▸ **About this task**: From the line that holds "assert!(r.expires_at.is_none());" to the last line of the data, copy everything exactly; leave out all the rest.

⁂

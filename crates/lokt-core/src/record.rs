//! On-disk record types (§3.1-3.3, §6.3).

use std::collections::HashMap;

use chrono::{DateTime, Utc};
use serde::{Deserialize, Serialize};

/// Current schema version written by this implementation.
pub const SCHEMA_VERSION: u32 = 1;

/// Cap on serialized `metadata` size. Not part of spec.md; see SPEC_FULL.md §C.
pub const MAX_METADATA_BYTES: usize = 4096;

/// A lock record, persisted at `<root>/locks/<name>.json`.
///
/// Unknown fields are preserved in `extra` and re-emitted on every rewrite
/// (renewal), so a forward-compatible reader never loses data it doesn't
/// understand — mirrors the teacher's `InboxMessage::unknown_fields`.
#[derive(Debug, Clone, Serialize, Deserialize, PartialEq)]
pub struct LockRecord {
    pub version: u32,
    pub name: String,
    pub lock_id: String,
    pub owner: String,
    pub host: String,
    pub pid: u32,
    pub acquired_ts: DateTime<Utc>,
    pub ttl_sec: u64,
    #[serde(default, skip_serializing_if = "Option::is_none")]
    pub expires_at: Option<DateTime<Utc>>,
    #[serde(default, skip_serializing_if = "Option::is_none")]
    pub metadata: Option<HashMap<String, String>>,
    #[serde(flatten)]
    pub extra: HashMap<String, serde_json::Value>,
}

impl LockRecord {
    pub fn new(
        name: &str,
        lock_id: String,
        owner: String,
        host: String,
        pid: u32,
        acquired_ts: DateTime<Utc>,
        ttl_sec: u64,
        metadata: Option<HashMap<String, String>>,
    ) -> Self {
        let expires_at = if ttl_sec > 0 {
            Some(acquired_ts + chrono::Duration::seconds(ttl_sec as i64))
        } else {
            None
        };
        Self {
            version: SCHEMA_VERSION,
            name: name.to_string(),
            lock_id,
            owner,
            host,
            pid,
            acquired_ts,
            ttl_sec,
            expires_at,
            metadata,
            extra: HashMap::new(),
        }
    }

    /// True iff `ttl_sec > 0` and `now` is past `expires_at` — §3.1.
    pub fn is_ttl_expired(&self, now: DateTime<Utc>) -> bool {
        match self.expires_at {
            Some(exp) => now > exp,
            None => false,
        }
    }

    /// Rewrite the record for a renewal or re-entrant refresh: same
    /// `lock_id`, fresh timestamps, caller-supplied ttl/metadata — §4.5.1/§4.5.3.
    pub fn renewed(&self, now: DateTime<Utc>, ttl_sec: u64, metadata: Option<HashMap<String, String>>) -> Self {
        let mut r = self.clone();
        r.acquired_ts = now;
        r.ttl_sec = ttl_sec;
        r.expires_at = if ttl_sec > 0 {
            Some(now + chrono::Duration::seconds(ttl_sec as i64))
        } else {
            None
        };
        if metadata.is_some() {
            r.metadata = metadata;
        }
        r
    }
}

/// A freeze record, persisted at `<root>/freezes/<name>.json` — §3.2.
/// Same shape as `LockRecord`; freezes always carry a positive TTL.
pub type FreezeRecord = LockRecord;

#[cfg(test)]
mod tests {
    use super::*;

    fn now() -> DateTime<Utc> {
        DateTime::parse_from_rfc3339("2026-01-27T10:00:00Z").unwrap().with_timezone(&Utc)
    }

    #[test]
    fn round_trip_serialize_parse() {
        let r = LockRecord::new("build", "abc123".into(), "alice".into(), "m1".into(), 42, now(), 300, None);
        let json = serde_json::to_string(&r).unwrap();
        let back: LockRecord = serde_json::from_str(&json).unwrap();
        assert_eq!(r, back);
    }

    #[test]
    fn ttl_zero_never_expires() {
        let r = LockRecord::new("build", "id".into(), "alice".into(), "m1".into(), 1, now(), 0, None);
        assert!(r.expires_at.is_none());
        assert!(!r.is_ttl_expired(now() + chrono::Duration::days(365)));
    }

    #[test]
    fn expires_at_equals_acquired_plus_ttl() {
        let r = LockRecord::new("build", "id".into(), "alice".into(), "m1".into(), 1, now(), 300, None);
        assert_eq!(r.expires_at, Some(now() + chrono::Duration::seconds(300)));
        assert!(!r.is_ttl_expired(now() + chrono::Duration::seconds(299)));
        assert!(r.is_ttl_expired(now() + chrono::Duration::seconds(301)));
    }

    #[test]
    fn renew_preserves_lock_id_and_advances_expiry() {
        let r = LockRecord::new("build", "id-1".into(), "alice".into(), "m1".into(), 1, now(), 300, None);
        let later = now() + chrono::Duration::seconds(100);
        let renewed = r.renewed(later, 300, None);
        assert_eq!(renewed.lock_id, r.lock_id);
        assert!(renewed.expires_at.unwrap() > r.expires_at.unwrap());
    }

    #[test]
    fn unknown_fields_preserved_on_round_trip() {
        let json = r#"{"version":1,"name":"build","lock_id":"x","owner":"a","host":"h",
            "pid":1,"acquired_ts":"2026-01-27T10:00:00Z","ttl_sec":0,"future_field":"kept"}"#;
        let r: LockRecord = serde_json::from_str(json).unwrap();
        assert_eq!(r.extra.get("future_field").unwrap(), "kept");
        let out = serde_json::to_string(&r).unwrap();
        assert!(out.contains("future_field"));
    }
}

⁂

▸ **Answer box**:
        assert!(r.expires_at.is_none());
        assert!(!r.is_ttl_expired(now() + chrono::Duration::days(365)));
    }

    #[test]
    fn expires_at_equals_acquired_plus_ttl() {
        let r = LockRecord::new("build", "id".into(), "alice".into(), "m1".into(), 1, now(), 300, None);
        assert_eq!(r.expires_at, Some(now() + chrono::Duration::seconds(300)));
        assert!(!r.is_ttl_expired(now() + chrono::Duration::seconds(299)));
        assert!(r.is_ttl_expired(now() + chrono::Duration::seconds(301)));
    }

    #[test]
    fn renew_preserves_lock_id_and_advances_expiry() {
        let r = LockRecord::new("build", "id-1".into(), "alice".into(), "m1".into(), 1, now(), 300, None);
        let later = now() + chrono::Duration::seconds(100);
        let renewed = r.renewed(later, 300, None);
        assert_eq!(renewed.lock_id, r.lock_id);
        assert!(renewed.expires_at.unwrap() > r.expires_at.unwrap());
    }

    #[test]
    fn unknown_fields_preserved_on_round_trip() {
        let json = r#"{"version":1,"name":"build","lock_id":"x","owner":"a","host":"h",
            "pid":1,"acquired_ts":"2026-01-27T10:00:00Z","ttl_sec":0,"future_field":"kept"}"#;
        let r: LockRecord = serde_json::from_str(json).unwrap();
        assert_eq!(r.extra.get("future_field").unwrap(), "kept");
        let out = serde_json::to_string(&r).unwrap();
        assert!(out.contains("future_field"));
    }
}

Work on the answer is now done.